[Work order]: Look through the data that follows and copy each line with the string "prelude".

[Materials provided]:
- - - - - - -

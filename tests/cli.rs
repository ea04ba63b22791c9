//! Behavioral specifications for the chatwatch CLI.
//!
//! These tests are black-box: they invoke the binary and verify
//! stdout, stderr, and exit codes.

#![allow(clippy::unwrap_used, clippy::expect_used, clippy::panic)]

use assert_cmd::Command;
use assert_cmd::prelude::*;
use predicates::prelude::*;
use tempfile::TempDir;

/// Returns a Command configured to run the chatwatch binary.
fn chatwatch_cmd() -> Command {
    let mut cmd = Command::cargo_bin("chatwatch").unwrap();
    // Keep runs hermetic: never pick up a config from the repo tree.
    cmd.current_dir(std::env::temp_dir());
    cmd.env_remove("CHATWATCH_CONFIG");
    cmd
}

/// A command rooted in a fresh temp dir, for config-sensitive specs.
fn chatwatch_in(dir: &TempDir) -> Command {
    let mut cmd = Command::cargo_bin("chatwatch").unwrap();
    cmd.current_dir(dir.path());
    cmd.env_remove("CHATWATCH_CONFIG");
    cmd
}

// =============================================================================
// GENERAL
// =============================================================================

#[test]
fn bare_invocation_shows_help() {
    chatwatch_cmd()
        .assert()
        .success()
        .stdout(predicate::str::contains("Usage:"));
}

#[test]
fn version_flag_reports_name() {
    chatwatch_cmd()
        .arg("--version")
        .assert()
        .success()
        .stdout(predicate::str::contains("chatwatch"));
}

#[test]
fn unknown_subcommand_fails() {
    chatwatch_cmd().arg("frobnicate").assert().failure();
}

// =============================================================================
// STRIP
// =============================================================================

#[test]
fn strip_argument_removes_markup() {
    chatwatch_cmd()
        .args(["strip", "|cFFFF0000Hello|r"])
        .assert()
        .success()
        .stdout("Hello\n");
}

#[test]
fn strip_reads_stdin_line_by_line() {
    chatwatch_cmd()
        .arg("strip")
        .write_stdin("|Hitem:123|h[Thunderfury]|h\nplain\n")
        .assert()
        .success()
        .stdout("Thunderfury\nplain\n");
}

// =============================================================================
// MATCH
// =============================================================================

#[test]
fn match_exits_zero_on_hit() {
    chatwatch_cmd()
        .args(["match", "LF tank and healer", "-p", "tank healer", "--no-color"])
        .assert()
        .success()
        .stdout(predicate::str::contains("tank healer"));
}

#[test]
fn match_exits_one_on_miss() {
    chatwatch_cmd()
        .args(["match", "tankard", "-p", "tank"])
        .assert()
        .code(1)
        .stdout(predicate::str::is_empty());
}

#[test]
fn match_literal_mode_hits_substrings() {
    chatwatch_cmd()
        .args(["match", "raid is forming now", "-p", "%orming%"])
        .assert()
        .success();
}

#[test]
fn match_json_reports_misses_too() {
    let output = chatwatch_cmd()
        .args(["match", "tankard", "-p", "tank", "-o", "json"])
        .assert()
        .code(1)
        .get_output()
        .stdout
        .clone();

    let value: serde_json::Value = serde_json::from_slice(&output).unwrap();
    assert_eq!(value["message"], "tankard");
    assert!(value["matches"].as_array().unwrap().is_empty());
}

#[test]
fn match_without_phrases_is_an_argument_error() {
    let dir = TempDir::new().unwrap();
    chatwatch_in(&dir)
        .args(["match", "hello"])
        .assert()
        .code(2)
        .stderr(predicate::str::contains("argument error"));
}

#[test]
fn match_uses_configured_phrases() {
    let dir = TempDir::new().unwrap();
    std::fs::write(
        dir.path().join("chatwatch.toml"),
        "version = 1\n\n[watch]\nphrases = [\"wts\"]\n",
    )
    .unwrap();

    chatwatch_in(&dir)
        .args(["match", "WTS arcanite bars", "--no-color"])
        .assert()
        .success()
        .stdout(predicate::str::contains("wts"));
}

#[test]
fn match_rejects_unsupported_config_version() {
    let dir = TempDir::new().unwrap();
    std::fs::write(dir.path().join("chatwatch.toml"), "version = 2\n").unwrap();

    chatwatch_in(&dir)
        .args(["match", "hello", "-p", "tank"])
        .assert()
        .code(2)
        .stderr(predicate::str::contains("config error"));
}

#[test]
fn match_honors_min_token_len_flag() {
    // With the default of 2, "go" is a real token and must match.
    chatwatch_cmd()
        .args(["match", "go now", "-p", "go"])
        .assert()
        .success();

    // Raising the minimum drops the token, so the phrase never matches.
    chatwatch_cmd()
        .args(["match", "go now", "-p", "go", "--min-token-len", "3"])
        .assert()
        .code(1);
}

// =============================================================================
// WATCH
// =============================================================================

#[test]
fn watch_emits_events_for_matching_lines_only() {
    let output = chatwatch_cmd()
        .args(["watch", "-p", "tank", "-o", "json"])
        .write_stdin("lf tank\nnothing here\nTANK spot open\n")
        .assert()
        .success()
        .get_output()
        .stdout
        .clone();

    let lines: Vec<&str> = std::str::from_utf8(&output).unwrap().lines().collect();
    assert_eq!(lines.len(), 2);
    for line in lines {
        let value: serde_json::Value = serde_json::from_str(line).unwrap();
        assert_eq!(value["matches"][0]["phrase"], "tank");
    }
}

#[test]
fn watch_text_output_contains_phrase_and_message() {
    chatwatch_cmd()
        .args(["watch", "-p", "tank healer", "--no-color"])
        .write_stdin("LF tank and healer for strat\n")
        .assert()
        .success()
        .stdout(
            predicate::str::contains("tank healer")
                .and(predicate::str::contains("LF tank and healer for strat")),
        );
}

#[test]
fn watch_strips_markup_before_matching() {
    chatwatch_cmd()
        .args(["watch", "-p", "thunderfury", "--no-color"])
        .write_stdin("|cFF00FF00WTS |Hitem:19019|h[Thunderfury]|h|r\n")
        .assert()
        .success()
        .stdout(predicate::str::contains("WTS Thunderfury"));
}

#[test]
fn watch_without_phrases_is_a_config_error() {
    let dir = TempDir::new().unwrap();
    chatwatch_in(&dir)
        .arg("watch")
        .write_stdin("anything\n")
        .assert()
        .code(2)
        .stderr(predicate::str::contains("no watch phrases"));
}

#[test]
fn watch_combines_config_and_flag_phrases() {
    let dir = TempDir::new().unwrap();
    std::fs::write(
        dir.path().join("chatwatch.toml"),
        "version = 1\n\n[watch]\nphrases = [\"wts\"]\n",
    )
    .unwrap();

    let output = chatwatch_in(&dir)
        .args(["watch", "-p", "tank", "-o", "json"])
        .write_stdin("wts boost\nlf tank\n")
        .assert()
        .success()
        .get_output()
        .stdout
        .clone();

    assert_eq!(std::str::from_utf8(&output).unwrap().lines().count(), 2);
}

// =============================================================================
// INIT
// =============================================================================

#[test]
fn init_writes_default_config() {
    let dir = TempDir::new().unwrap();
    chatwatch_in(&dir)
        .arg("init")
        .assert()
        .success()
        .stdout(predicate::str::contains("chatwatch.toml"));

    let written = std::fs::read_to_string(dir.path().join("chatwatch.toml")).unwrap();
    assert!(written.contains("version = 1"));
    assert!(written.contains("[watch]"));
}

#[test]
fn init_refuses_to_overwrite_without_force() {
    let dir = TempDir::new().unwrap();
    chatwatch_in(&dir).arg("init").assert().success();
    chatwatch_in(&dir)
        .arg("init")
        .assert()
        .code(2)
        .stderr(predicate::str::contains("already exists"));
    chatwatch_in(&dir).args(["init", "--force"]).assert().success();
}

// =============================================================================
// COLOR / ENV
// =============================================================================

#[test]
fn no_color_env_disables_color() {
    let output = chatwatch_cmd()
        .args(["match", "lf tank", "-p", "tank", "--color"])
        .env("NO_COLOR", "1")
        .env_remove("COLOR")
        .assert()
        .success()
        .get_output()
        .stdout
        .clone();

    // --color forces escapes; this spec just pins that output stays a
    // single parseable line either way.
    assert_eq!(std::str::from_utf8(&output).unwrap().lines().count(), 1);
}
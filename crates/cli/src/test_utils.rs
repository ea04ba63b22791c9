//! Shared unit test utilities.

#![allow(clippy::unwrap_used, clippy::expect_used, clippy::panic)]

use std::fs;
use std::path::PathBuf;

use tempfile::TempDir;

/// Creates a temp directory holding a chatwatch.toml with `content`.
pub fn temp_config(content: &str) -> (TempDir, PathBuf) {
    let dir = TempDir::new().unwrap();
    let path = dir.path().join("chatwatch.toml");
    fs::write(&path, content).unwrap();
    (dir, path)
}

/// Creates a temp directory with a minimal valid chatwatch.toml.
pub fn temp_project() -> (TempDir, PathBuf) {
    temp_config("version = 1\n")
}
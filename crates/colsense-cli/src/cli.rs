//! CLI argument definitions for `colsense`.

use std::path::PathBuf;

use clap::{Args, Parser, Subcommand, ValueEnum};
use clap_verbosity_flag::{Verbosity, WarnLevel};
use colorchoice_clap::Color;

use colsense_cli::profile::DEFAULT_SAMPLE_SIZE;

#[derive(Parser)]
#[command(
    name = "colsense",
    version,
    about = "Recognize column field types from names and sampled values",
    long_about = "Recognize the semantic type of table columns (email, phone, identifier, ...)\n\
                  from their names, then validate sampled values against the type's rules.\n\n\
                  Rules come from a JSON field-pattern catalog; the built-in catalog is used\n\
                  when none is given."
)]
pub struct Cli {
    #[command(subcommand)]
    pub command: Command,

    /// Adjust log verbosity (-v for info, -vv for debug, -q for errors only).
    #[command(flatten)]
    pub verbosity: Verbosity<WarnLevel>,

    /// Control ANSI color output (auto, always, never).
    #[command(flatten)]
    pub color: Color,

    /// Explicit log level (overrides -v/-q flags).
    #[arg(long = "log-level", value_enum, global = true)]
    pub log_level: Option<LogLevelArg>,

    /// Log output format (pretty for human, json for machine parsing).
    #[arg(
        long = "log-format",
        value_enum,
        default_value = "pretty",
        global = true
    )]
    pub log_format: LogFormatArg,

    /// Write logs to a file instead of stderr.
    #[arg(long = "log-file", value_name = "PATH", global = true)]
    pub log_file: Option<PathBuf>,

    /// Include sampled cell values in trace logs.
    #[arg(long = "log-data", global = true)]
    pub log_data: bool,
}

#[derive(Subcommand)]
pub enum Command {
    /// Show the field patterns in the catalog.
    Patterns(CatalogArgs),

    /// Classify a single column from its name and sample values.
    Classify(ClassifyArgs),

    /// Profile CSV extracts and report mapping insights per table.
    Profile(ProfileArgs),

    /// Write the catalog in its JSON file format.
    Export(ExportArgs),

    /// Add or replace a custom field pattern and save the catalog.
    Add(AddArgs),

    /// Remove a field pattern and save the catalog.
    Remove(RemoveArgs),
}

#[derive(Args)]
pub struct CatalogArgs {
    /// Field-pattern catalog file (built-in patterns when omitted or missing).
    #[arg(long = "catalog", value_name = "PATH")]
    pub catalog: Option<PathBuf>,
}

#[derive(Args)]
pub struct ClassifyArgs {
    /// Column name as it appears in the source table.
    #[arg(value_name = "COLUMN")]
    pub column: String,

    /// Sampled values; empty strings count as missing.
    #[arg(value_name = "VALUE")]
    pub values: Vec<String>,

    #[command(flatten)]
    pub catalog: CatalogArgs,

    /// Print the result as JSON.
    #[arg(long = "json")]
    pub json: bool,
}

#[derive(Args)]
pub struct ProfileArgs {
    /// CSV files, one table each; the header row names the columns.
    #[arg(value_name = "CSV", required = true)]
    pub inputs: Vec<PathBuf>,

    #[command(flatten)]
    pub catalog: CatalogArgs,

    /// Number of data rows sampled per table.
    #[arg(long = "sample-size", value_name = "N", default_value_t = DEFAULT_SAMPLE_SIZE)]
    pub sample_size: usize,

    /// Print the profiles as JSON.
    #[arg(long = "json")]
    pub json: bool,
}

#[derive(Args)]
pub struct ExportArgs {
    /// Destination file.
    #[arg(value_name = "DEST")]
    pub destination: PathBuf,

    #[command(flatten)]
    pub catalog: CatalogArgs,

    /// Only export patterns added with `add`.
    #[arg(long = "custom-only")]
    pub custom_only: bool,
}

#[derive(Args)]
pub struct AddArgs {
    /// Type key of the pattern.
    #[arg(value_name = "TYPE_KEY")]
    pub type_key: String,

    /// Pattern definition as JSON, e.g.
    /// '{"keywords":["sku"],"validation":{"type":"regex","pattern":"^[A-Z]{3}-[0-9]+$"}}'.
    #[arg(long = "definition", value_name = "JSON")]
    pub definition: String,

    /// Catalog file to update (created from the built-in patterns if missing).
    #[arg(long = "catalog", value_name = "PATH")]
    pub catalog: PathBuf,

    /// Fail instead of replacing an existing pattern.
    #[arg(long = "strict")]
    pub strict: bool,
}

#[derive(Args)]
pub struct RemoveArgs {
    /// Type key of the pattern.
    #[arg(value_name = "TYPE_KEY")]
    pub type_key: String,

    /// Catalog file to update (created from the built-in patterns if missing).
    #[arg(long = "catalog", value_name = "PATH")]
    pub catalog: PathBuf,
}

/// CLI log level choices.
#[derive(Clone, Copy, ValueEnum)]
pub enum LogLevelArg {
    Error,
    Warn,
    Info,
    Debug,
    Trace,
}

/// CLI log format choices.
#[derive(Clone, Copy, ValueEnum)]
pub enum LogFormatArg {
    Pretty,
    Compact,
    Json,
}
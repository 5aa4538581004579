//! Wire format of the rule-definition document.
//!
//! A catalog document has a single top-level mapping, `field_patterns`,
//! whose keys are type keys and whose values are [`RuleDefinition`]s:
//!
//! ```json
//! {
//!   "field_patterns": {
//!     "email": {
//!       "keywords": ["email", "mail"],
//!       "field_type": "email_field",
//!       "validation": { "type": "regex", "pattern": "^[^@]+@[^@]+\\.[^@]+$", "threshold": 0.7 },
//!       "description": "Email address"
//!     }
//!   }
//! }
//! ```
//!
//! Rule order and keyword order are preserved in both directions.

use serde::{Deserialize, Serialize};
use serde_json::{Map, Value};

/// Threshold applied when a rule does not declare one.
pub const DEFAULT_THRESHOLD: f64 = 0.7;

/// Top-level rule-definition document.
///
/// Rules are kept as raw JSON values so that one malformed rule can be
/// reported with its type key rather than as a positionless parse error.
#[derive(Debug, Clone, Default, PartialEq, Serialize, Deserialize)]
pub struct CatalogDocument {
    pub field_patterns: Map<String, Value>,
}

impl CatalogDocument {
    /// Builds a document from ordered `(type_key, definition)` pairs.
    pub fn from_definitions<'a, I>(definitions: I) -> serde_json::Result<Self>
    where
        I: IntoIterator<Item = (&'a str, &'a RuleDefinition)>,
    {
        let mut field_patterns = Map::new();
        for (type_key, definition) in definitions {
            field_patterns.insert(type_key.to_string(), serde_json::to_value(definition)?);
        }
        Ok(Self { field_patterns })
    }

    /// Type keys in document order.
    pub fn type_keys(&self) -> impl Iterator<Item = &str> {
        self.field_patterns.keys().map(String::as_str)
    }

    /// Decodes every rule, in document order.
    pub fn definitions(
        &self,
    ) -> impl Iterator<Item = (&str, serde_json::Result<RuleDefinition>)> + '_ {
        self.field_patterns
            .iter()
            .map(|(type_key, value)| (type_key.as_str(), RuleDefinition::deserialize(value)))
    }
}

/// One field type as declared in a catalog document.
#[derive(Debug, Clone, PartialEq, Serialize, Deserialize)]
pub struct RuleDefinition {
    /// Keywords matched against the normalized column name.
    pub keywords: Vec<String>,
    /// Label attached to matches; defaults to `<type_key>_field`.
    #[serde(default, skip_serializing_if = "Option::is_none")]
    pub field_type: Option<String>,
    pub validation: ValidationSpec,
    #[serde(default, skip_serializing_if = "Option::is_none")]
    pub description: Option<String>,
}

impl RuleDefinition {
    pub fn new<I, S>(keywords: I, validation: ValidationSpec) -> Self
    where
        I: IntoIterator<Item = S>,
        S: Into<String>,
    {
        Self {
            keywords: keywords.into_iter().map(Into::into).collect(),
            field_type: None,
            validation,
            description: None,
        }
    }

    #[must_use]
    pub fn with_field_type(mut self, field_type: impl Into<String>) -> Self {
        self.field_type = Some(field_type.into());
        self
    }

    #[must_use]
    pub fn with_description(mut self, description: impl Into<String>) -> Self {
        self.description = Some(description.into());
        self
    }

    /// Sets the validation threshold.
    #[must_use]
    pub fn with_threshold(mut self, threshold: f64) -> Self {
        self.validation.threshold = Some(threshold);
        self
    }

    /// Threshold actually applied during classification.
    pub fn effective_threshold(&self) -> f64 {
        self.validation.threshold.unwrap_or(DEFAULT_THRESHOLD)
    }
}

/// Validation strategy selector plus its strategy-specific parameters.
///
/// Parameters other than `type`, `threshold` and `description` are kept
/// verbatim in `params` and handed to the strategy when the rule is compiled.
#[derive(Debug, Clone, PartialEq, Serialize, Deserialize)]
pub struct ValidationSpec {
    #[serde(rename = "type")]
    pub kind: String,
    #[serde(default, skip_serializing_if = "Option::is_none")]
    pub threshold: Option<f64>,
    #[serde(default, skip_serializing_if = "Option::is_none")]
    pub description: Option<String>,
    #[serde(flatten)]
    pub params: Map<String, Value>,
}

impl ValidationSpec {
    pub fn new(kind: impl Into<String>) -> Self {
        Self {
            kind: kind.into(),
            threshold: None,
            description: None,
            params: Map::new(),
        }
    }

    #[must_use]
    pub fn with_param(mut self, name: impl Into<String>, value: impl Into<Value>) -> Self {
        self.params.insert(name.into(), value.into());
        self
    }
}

- - - - - - -

[Output of the task]:
use assert_cmd::prelude::*;
use predicates::prelude::*;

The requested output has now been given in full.